INSTRUCTIONS TO FOLLOW —
Read each of the lines below and tally those with "description"; the tally is the whole answer.

--- SOURCE MATERIAL Enclosed Below ---

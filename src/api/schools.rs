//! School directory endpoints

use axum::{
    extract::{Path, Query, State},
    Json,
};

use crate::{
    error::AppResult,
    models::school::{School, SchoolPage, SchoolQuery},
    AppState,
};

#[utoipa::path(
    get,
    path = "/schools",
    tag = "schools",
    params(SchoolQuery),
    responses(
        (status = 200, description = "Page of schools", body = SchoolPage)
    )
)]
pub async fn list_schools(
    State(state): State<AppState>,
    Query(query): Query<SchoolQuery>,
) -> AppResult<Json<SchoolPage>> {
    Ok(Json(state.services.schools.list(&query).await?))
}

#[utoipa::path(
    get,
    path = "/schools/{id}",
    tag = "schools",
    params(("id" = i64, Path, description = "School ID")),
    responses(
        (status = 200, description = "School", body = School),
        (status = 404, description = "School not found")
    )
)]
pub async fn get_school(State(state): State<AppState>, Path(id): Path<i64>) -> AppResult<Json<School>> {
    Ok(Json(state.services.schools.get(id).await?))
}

--- End of Enclosed SOURCE MATERIAL ---

RESPONSE TO THIS TASK —
4